Post by nigelnightmare »

531colin wrote:
nigelnightmare wrote:Re Shorter cranks

They help because you can't rock your hips in a recumbent as you do on a DF, So with longer 175mm cranks your knee is flexing further on a recumbent
Moving it outside the optimum power/comfort range. You end up feeling squashed and overextended with each revolution of the pedals.

Re Up Hill
DF riders are using GRAVITY when they stand up therefore they can keep up the higher output for longer as it's their weight that helps the pedals for almost 120 deg of pedal rotation.
I.E. 2 O'clock to 6 O'clock.
Also they can and do pull up no the handlebars to give even more force which is something that recumbent riders cannot do.

Recumbent riders have to rely solely on leg muscle power without the assistance of gravity/body mass and upper body strength.

Hope that makes sense


Couple of problems, really......
1) If you are rocking your hips on an upright, then your saddle is too high. Or possibly your cranks are too long and your saddle is too high.
2) The only way you can use gravity to propel yourself is by starting from the top of a hill. When out of the saddle, most people pedal by extending and flexing the knees. However, if you were to pedal by moving your body up and down, then your body moves down under the influence of gravity, but you have to lift it back up again by muscular work, so there is no net gain to be had. (I can't quite picture how that would work....on my bike, when one pedal is at the top, the other one is at the bottom..... :? )

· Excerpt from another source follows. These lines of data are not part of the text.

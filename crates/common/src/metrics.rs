//! Metrics collection for matchwatch.
//!
//! Lock-free counters for the background task pipeline and the outbound
//! rate limiter. One instance is created at startup and shared via `Arc`.

use std::sync::atomic::{AtomicU64, Ordering};
use std::time::Duration;

/// Application metrics collector.
#[derive(Debug)]
pub struct Metrics {
    // === Task Metrics ===
    /// Tasks accepted by the queue
    pub tasks_enqueued: AtomicU64,
    /// Tasks rejected at submission (stopped queue, full queue, unknown type)
    pub tasks_rejected: AtomicU64,
    /// Handler invocations started
    pub tasks_started: AtomicU64,
    /// Tasks that reached COMPLETED
    pub tasks_completed: AtomicU64,
    /// Tasks that reached terminal FAILED
    pub tasks_failed: AtomicU64,
    /// Retry attempts scheduled
    pub tasks_retried: AtomicU64,
    /// Tasks still running when the shutdown grace period expired
    pub tasks_abandoned: AtomicU64,
    /// Total handler execution time in microseconds
    pub task_execution_us_total: AtomicU64,

    // === Rate Limit Metrics ===
    /// Calls that passed the rate limiter
    pub ratelimit_requests_allowed: AtomicU64,
    /// Calls denied because a circuit breaker was open
    pub ratelimit_requests_rejected: AtomicU64,
    /// Times a caller had to wait for quota or spacing
    pub ratelimit_waits: AtomicU64,
    /// Total time callers spent waiting, in milliseconds
    pub ratelimit_wait_ms_total: AtomicU64,
    /// 429 responses observed
    pub ratelimit_429_total: AtomicU64,
}

impl Metrics {
    /// Create a new metrics instance with all counters at zero.
    #[must_use]
    pub const fn new() -> Self {
        Self {
            tasks_enqueued: AtomicU64::new(0),
            tasks_rejected: AtomicU64::new(0),
            tasks_started: AtomicU64::new(0),
            tasks_completed: AtomicU64::new(0),
            tasks_failed: AtomicU64::new(0),
            tasks_retried: AtomicU64::new(0),
            tasks_abandoned: AtomicU64::new(0),
            task_execution_us_total: AtomicU64::new(0),

            ratelimit_requests_allowed: AtomicU64::new(0),
            ratelimit_requests_rejected: AtomicU64::new(0),
            ratelimit_waits: AtomicU64::new(0),
            ratelimit_wait_ms_total: AtomicU64::new(0),
            ratelimit_429_total: AtomicU64::new(0),
        }
    }

    /// Record a task accepted by the queue.
    pub fn record_task_enqueued(&self) {
        self.tasks_enqueued.fetch_add(1, Ordering::Relaxed);
    }

    /// Record a task rejected at submission.
    pub fn record_task_rejected(&self) {
        self.tasks_rejected.fetch_add(1, Ordering::Relaxed);
    }

    /// Record a handler invocation.
    pub fn record_task_started(&self) {
        self.tasks_started.fetch_add(1, Ordering::Relaxed);
    }

    /// Record the execution time of one handler invocation.
    pub fn record_task_execution(&self, duration: Duration) {
        self.task_execution_us_total
            .fetch_add(duration.as_micros() as u64, Ordering::Relaxed);
    }

    /// Record a task reaching a terminal state.
    pub fn record_task_finished(&self, success: bool) {
        if success {
            self.tasks_completed.fetch_add(1, Ordering::Relaxed);
        } else {
            self.tasks_failed.fetch_add(1, Ordering::Relaxed);
        }
    }

    /// Record a retry being scheduled.
    pub fn record_task_retried(&self) {
        self.tasks_retried.fetch_add(1, Ordering::Relaxed);
    }

    /// Record tasks abandoned at shutdown.
    pub fn record_tasks_abandoned(&self, count: u64) {
        self.tasks_abandoned.fetch_add(count, Ordering::Relaxed);
    }

    /// Record a call that passed the rate limiter.
    pub fn record_request_allowed(&self) {
        self.ratelimit_requests_allowed
            .fetch_add(1, Ordering::Relaxed);
    }

    /// Record a call denied by an open breaker.
    pub fn record_request_rejected(&self) {
        self.ratelimit_requests_rejected
            .fetch_add(1, Ordering::Relaxed);
    }

    /// Record time spent waiting for quota.
    pub fn record_wait(&self, waited: Duration) {
        self.ratelimit_waits.fetch_add(1, Ordering::Relaxed);
        self.ratelimit_wait_ms_total
            .fetch_add(waited.as_millis() as u64, Ordering::Relaxed);
    }

    /// Record a 429 response.
    pub fn record_429(&self) {
        self.ratelimit_429_total.fetch_add(1, Ordering::Relaxed);
    }

    /// Get a snapshot of all metrics.
    #[must_use]
    pub fn snapshot(&self) -> MetricsSnapshot {
        MetricsSnapshot {
            tasks_enqueued: self.tasks_enqueued.load(Ordering::Relaxed),
            tasks_rejected: self.tasks_rejected.load(Ordering::Relaxed),
            tasks_started: self.tasks_started.load(Ordering::Relaxed),
            tasks_completed: self.tasks_completed.load(Ordering::Relaxed),
            tasks_failed: self.tasks_failed.load(Ordering::Relaxed),
            tasks_retried: self.tasks_retried.load(Ordering::Relaxed),
            tasks_abandoned: self.tasks_abandoned.load(Ordering::Relaxed),
            task_execution_avg_us: self.average_execution_us(),

            ratelimit_requests_allowed: self.ratelimit_requests_allowed.load(Ordering::Relaxed),
            ratelimit_requests_rejected: self
                .ratelimit_requests_rejected
                .load(Ordering::Relaxed),
            ratelimit_waits: self.ratelimit_waits.load(Ordering::Relaxed),
            ratelimit_wait_ms_total: self.ratelimit_wait_ms_total.load(Ordering::Relaxed),
            ratelimit_429_total: self.ratelimit_429_total.load(Ordering::Relaxed),
        }
    }

    /// Calculate average handler execution time.
    fn average_execution_us(&self) -> u64 {
        let total = self.task_execution_us_total.load(Ordering::Relaxed);
        let count = self.tasks_started.load(Ordering::Relaxed);
        if count > 0 {
            total / count
        } else {
            0
        }
    }

    /// Export metrics in Prometheus format.
    #[must_use]
    pub fn to_prometheus(&self) -> String {
        let snapshot = self.snapshot();
        let mut output = String::new();

        let counters: [(&str, &str, u64); 11] = [
            ("tasks_enqueued", "Tasks accepted by the queue", snapshot.tasks_enqueued),
            ("tasks_rejected", "Tasks rejected at submission", snapshot.tasks_rejected),
            ("tasks_started", "Handler invocations", snapshot.tasks_started),
            ("tasks_completed", "Tasks completed", snapshot.tasks_completed),
            ("tasks_failed", "Tasks failed after all retries", snapshot.tasks_failed),
            ("tasks_retried", "Retry attempts scheduled", snapshot.tasks_retried),
            ("tasks_abandoned", "Tasks abandoned at shutdown", snapshot.tasks_abandoned),
            (
                "ratelimit_requests_allowed",
                "Outbound calls allowed",
                snapshot.ratelimit_requests_allowed,
            ),
            (
                "ratelimit_requests_rejected",
                "Outbound calls rejected by an open breaker",
                snapshot.ratelimit_requests_rejected,
            ),
            ("ratelimit_waits", "Outbound calls that waited for quota", snapshot.ratelimit_waits),
            ("ratelimit_429_total", "429 responses received", snapshot.ratelimit_429_total),
        ];

        for (name, help, value) in counters {
            output.push_str(&format!("# HELP matchwatch_{name} {help}\n"));
            output.push_str(&format!("# TYPE matchwatch_{name} counter\n"));
            output.push_str(&format!("matchwatch_{name} {value}\n"));
        }

        output.push_str("# HELP matchwatch_task_execution_avg_us Average handler execution time\n");
        output.push_str("# TYPE matchwatch_task_execution_avg_us gauge\n");
        output.push_str(&format!(
            "matchwatch_task_execution_avg_us {}\n",
            snapshot.task_execution_avg_us
        ));

        output
    }
}

impl Default for Metrics {
    fn default() -> Self {
        Self::new()
    }
}

/// Snapshot of all metrics at a point in time.
#[derive(Debug, Clone, serde::Serialize)]
#[serde(rename_all = "camelCase")]
pub struct MetricsSnapshot {
    // Tasks
    pub tasks_enqueued: u64,
    pub tasks_rejected: u64,
    pub tasks_started: u64,
    pub tasks_completed: u64,
    pub tasks_failed: u64,
    pub tasks_retried: u64,
    pub tasks_abandoned: u64,
    pub task_execution_avg_us: u64,

    // Rate limiting
    pub ratelimit_requests_allowed: u64,
    pub ratelimit_requests_rejected: u64,
    pub ratelimit_waits: u64,
    pub ratelimit_wait_ms_total: u64,
    pub ratelimit_429_total: u64,
}

#[cfg(test)]
mod tests {
    use super::*;

    #[test]
    fn test_metrics_new() {
        let metrics = Metrics::new();
        assert_eq!(metrics.tasks_enqueued.load(Ordering::Relaxed), 0);
        assert_eq!(metrics.ratelimit_429_total.load(Ordering::Relaxed), 0);
    }

    #[test]
    fn test_task_lifecycle_counters() {
        let metrics = Metrics::new();

        metrics.record_task_enqueued();
        metrics.record_task_enqueued();
        metrics.record_task_started();
        metrics.record_task_finished(true);
        metrics.record_task_started();
        metrics.record_task_retried();
        metrics.record_task_finished(false);

        let snapshot = metrics.snapshot();
        assert_eq!(snapshot.tasks_enqueued, 2);
        assert_eq!(snapshot.tasks_started, 2);
        assert_eq!(snapshot.tasks_completed, 1);
        assert_eq!(snapshot.tasks_failed, 1);
        assert_eq!(snapshot.tasks_retried, 1);
    }

    #[test]
    fn test_average_execution_empty() {
        let metrics = Metrics::new();
        assert_eq!(metrics.average_execution_us(), 0);
    }

    #[test]
    fn test_average_execution() {
        let metrics = Metrics::new();
        metrics.record_task_started();
        metrics.record_task_execution(Duration::from_micros(100));
        metrics.record_task_started();
        metrics.record_task_execution(Duration::from_micros(300));
        assert_eq!(metrics.average_execution_us(), 200);
    }

    #[test]
    fn test_rate_limit_counters() {
        let metrics = Metrics::new();
        metrics.record_request_allowed();
        metrics.record_request_rejected();
        metrics.record_wait(Duration::from_millis(250));
        metrics.record_wait(Duration::from_millis(750));
        metrics.record_429();

        let snapshot = metrics.snapshot();
        assert_eq!(snapshot.ratelimit_requests_allowed, 1);
        assert_eq!(snapshot.ratelimit_requests_rejected, 1);
        assert_eq!(snapshot.ratelimit_waits, 2);
        assert_eq!(snapshot.ratelimit_wait_ms_total, 1000);
        assert_eq!(snapshot.ratelimit_429_total, 1);
    }

    #[test]
    fn test_prometheus_export() {
        let metrics = Metrics::new();
        metrics.record_task_enqueued();

        let prometheus = metrics.to_prometheus();
        assert!(prometheus.contains("matchwatch_tasks_enqueued 1"));
        assert!(prometheus.contains("# TYPE matchwatch_tasks_failed counter"));
        assert!(prometheus.contains("matchwatch_task_execution_avg_us 0"));
    }
}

Certainly on an upright, its possible to use core strength to assist pedalling....but earlier in this thread, I was told that you can generate MORE power on a 'bent by pushing against the seat than you can by working the bars on an upright. If that is the case, then 'bents should climb and accelerate faster than uprights.....which they don't seem to do.


DUH!!
1. Try riding a DF without your hips rocking at all.(Watch some videos of cyclists). :roll:

2.When you stand up on the pedals WHAT DO YOU THINK PULL YOUR BODY TOWARDS THE GROUND magic or GRAVITY? :roll:

3. More power at the pedals BUT you only have LEG muscle to provide that power and if you do use the seat to press against you'll wreck your knees.
Recumbents do accelerate faster than DF's.......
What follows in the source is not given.